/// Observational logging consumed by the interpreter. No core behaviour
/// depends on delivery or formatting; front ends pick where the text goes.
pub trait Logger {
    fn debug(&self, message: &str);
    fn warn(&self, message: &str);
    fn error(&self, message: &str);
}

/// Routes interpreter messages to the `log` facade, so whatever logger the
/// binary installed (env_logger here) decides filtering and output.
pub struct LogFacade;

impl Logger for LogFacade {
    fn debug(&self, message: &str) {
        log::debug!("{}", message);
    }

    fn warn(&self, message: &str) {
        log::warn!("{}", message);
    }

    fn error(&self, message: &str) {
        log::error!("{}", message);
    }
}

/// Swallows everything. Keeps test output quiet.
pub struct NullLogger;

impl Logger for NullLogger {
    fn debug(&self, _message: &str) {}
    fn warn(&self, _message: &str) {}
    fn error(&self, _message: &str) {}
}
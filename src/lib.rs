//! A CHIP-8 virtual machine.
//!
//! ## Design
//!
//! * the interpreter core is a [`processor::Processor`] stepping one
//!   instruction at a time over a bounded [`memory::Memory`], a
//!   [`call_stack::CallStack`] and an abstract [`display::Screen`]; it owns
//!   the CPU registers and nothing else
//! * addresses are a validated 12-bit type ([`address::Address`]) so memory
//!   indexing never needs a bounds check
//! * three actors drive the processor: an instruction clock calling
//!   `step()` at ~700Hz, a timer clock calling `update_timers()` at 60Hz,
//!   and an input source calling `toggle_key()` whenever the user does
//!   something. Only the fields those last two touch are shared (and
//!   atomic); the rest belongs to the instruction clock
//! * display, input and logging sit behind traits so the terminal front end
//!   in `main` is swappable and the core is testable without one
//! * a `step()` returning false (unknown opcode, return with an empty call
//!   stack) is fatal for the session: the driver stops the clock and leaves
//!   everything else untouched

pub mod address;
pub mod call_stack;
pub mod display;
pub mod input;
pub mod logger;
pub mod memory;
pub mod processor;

____________________

**Instructions for the task:** Within the material above, extract exactly the lines that start at the line containing "CHIP-8 virtual machine." and stop after the line containing "instruction clock calling", and only those.

**Written response:**
//! A CHIP-8 virtual machine.
//!
//! ## Design
//!
//! * the interpreter core is a [`processor::Processor`] stepping one
//!   instruction at a time over a bounded [`memory::Memory`], a
//!   [`call_stack::CallStack`] and an abstract [`display::Screen`]; it owns
//!   the CPU registers and nothing else
//! * addresses are a validated 12-bit type ([`address::Address`]) so memory
//!   indexing never needs a bounds check
//! * three actors drive the processor: an instruction clock calling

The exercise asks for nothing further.